The schema conversation needs to grow up

FAQ schema dying is a small story. The bigger story is that the industry's relationship with structured data has been broken for years, and FAQ was just the most visible example.

Schema doesn't make pages rank. Schema doesn't make AI systems cite you. Schema does help certain systems parse certain things in certain contexts, and when it works, it works as one input among many — not as a magic enabler. The honest framing is that structured data is part of being machine-readable, which is part of being eligible, which is part of being considered, which is upstream of being cited or ranked.

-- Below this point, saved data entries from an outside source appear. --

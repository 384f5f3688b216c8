use crate::number_theory::{gcd, mod_inverse};
use crate::primality::{MillerRabinTest, PrimalityTest};
use cipher_core::{ellipsize, CipherError, Result};
use num_bigint::{BigUint, RandBigInt};
use num_traits::{One, Zero};
use rand::RngCore;
use std::fmt::Write;

pub const DEFAULT_BIT_LENGTH: usize = 512;
/// Each prime needs at least one byte of randomness.
pub const MIN_BIT_LENGTH: usize = 16;
pub const DEFAULT_PUBLIC_EXPONENT: u32 = 65537;

/// RSA key material: public key (E, N), private key (D, N).
///
/// P, Q and φ(N) are zero when the key was installed from (E, D, N) directly;
/// use [`RsaKeyPair::has_factors`] before relying on them.
#[derive(Debug, Clone, PartialEq, Eq)]
pub struct RsaKeyPair {
    p: BigUint,
    q: BigUint,
    n: BigUint,
    phi: BigUint,
    e: BigUint,
    d: BigUint,
}

impl RsaKeyPair {
    /// Builds the key from two primes and a public exponent.
    ///
    /// Fails with `InvalidArgument` if P or Q is not a probable prime, if
    /// they are equal, or if E is not coprime with φ(N).
    pub fn from_primes(p: BigUint, q: BigUint, e: BigUint) -> Result<Self> {
        Self::from_primes_with(p, q, e, &MillerRabinTest::default(), &mut rand::thread_rng())
    }

    pub fn from_primes_with(
        p: BigUint,
        q: BigUint,
        e: BigUint,
        test: &dyn PrimalityTest,
        rng: &mut dyn RngCore,
    ) -> Result<Self> {
        if !test.is_probably_prime(&p, rng) || !test.is_probably_prime(&q, rng) {
            log::warn!("rejected manual key: P or Q is not prime");
            return Err(CipherError::invalid_argument("P and Q must be prime numbers"));
        }
        if p == q {
            return Err(CipherError::invalid_argument("P and Q must be different"));
        }

        let n = &p * &q;
        let phi = (&p - 1u8) * (&q - 1u8);
        if !gcd(&e, &phi).is_one() {
            log::warn!("rejected manual key: E shares a factor with phi(N)");
            return Err(CipherError::invalid_argument("E must be coprime with phi(N)"));
        }
        let d = mod_inverse(&e, &phi)
            .ok_or_else(|| CipherError::invalid_argument("E has no inverse modulo phi(N)"))?;

        Ok(Self { p, q, n, phi, e, d })
    }

    /// Installs imported key material verbatim. P, Q and φ(N) become unknown.
    pub fn from_components(e: BigUint, d: BigUint, n: BigUint) -> Self {
        Self {
            p: BigUint::zero(),
            q: BigUint::zero(),
            n,
            phi: BigUint::zero(),
            e,
            d,
        }
    }

    /// Replaces E and N, leaving every other field as it was.
    pub fn with_public_key(self, e: BigUint, n: BigUint) -> Self {
        Self { e, n, ..self }
    }

    /// Replaces D and N, leaving every other field as it was.
    pub fn with_private_key(self, d: BigUint, n: BigUint) -> Self {
        Self { d, n, ..self }
    }

    pub fn p(&self) -> &BigUint {
        &self.p
    }

    pub fn q(&self) -> &BigUint {
        &self.q
    }

    pub fn n(&self) -> &BigUint {
        &self.n
    }

    pub fn phi(&self) -> &BigUint {
        &self.phi
    }

    pub fn e(&self) -> &BigUint {
        &self.e
    }

    pub fn d(&self) -> &BigUint {
        &self.d
    }

    /// Whether P, Q and φ(N) are known.
    pub fn has_factors(&self) -> bool {
        !self.phi.is_zero()
    }

    /// (E, N)
    pub fn public_key(&self) -> (BigUint, BigUint) {
        (self.e.clone(), self.n.clone())
    }

    /// (D, N)
    pub fn private_key(&self) -> (BigUint, BigUint) {
        (self.d.clone(), self.n.clone())
    }

    /// `"(E, N)"`
    pub fn public_key_string(&self) -> String {
        format!("({}, {})", self.e, self.n)
    }

    /// `"(D, N)"`
    pub fn private_key_string(&self) -> String {
        format!("({}, {})", self.d, self.n)
    }

    /// Human-readable key listing with long numbers shortened.
    pub fn summary(&self) -> String {
        let mut out = String::new();
        if self.has_factors() {
            let _ = writeln!(out, "P = {}", ellipsize(&self.p.to_string(), 40));
            let _ = writeln!(out, "Q = {}", ellipsize(&self.q.to_string(), 40));
            let _ = writeln!(out, "phi(N) = {}", ellipsize(&self.phi.to_string(), 38));
        }
        let _ = writeln!(out, "N = {}", ellipsize(&self.n.to_string(), 40));
        let _ = writeln!(out, "E = {}", self.e);
        let _ = writeln!(out, "D = {}", ellipsize(&self.d.to_string(), 40));
        out.push_str("Public key: (E, N)\nPrivate key: (D, N)\n");
        out
    }
}

/// RSA key generation service
pub struct RsaKeyGenerator {
    bit_length: usize,
    test: MillerRabinTest,
}

impl RsaKeyGenerator {
    pub fn new(bit_length: usize) -> Self {
        Self {
            bit_length,
            test: MillerRabinTest::default(),
        }
    }

    /// Number of Miller–Rabin rounds per candidate.
    pub fn with_rounds(mut self, rounds: u32) -> Self {
        self.test = MillerRabinTest::new(rounds);
        self
    }

    pub fn bit_length(&self) -> usize {
        self.bit_length
    }

    pub fn generate(&self) -> Result<RsaKeyPair> {
        self.generate_with_rng(&mut rand::thread_rng())
    }

    /// Two distinct random probable primes of `bit_length / 2` bits, E from
    /// 65537 upwards in steps of 2 until coprime with φ(N), D = E⁻¹ mod φ(N).
    pub fn generate_with_rng(&self, rng: &mut dyn RngCore) -> Result<RsaKeyPair> {
        if self.bit_length < MIN_BIT_LENGTH {
            return Err(CipherError::invalid_argument(format!(
                "bit length must be at least {MIN_BIT_LENGTH}, got {}",
                self.bit_length
            )));
        }
        let half_bits = (self.bit_length / 2) as u64;

        let p = self.random_prime(half_bits, rng);
        let mut q = self.random_prime(half_bits, rng);
        while q == p {
            q = self.random_prime(half_bits, rng);
        }

        let n = &p * &q;
        let phi = (&p - 1u8) * (&q - 1u8);

        let mut e = BigUint::from(DEFAULT_PUBLIC_EXPONENT);
        while !gcd(&e, &phi).is_one() {
            e += 2u8;
        }
        let d = mod_inverse(&e, &phi)
            .ok_or_else(|| CipherError::invalid_argument("E has no inverse modulo phi(N)"))?;

        log::info!(
            "generated RSA key: requested {} bits, N has {} bits, E = {}",
            self.bit_length,
            n.bits(),
            e
        );
        Ok(RsaKeyPair { p, q, n, phi, e, d })
    }

    /// Odd candidate with its top bit cleared, re-rolled until it passes the test.
    fn random_prime(&self, bits: u64, rng: &mut dyn RngCore) -> BigUint {
        let mut attempts = 0u32;
        loop {
            attempts += 1;
            let mut candidate = rng.gen_biguint(bits);
            candidate.set_bit(bits - 1, false);
            candidate.set_bit(0, true);
            if self.test.is_probably_prime(&candidate, rng) {
                log::debug!("found {bits}-bit prime candidate after {attempts} attempts");
                return candidate;
            }
        }
    }
}

impl Default for RsaKeyGenerator {
    fn default() -> Self {
        Self::new(DEFAULT_BIT_LENGTH)
    }
}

Most schema advice you see online skips all of that and goes straight to "add this markup to get these results." It's the same shape of advice that powered FAQ schema's persistence three years after the feature was restricted. The advice doesn't update because nobody who sold it has an incentive to retract.

That's the loop. And we built it.

Google killing FAQ rich results is a small mercy. It removes one more piece of zombie advice from the playbook. The next ten pieces are still there, waiting for Google or OpenAI or Anthropic to quietly deprecate the assumptions they were built on. The industry should stop waiting and start auditing the playbook itself.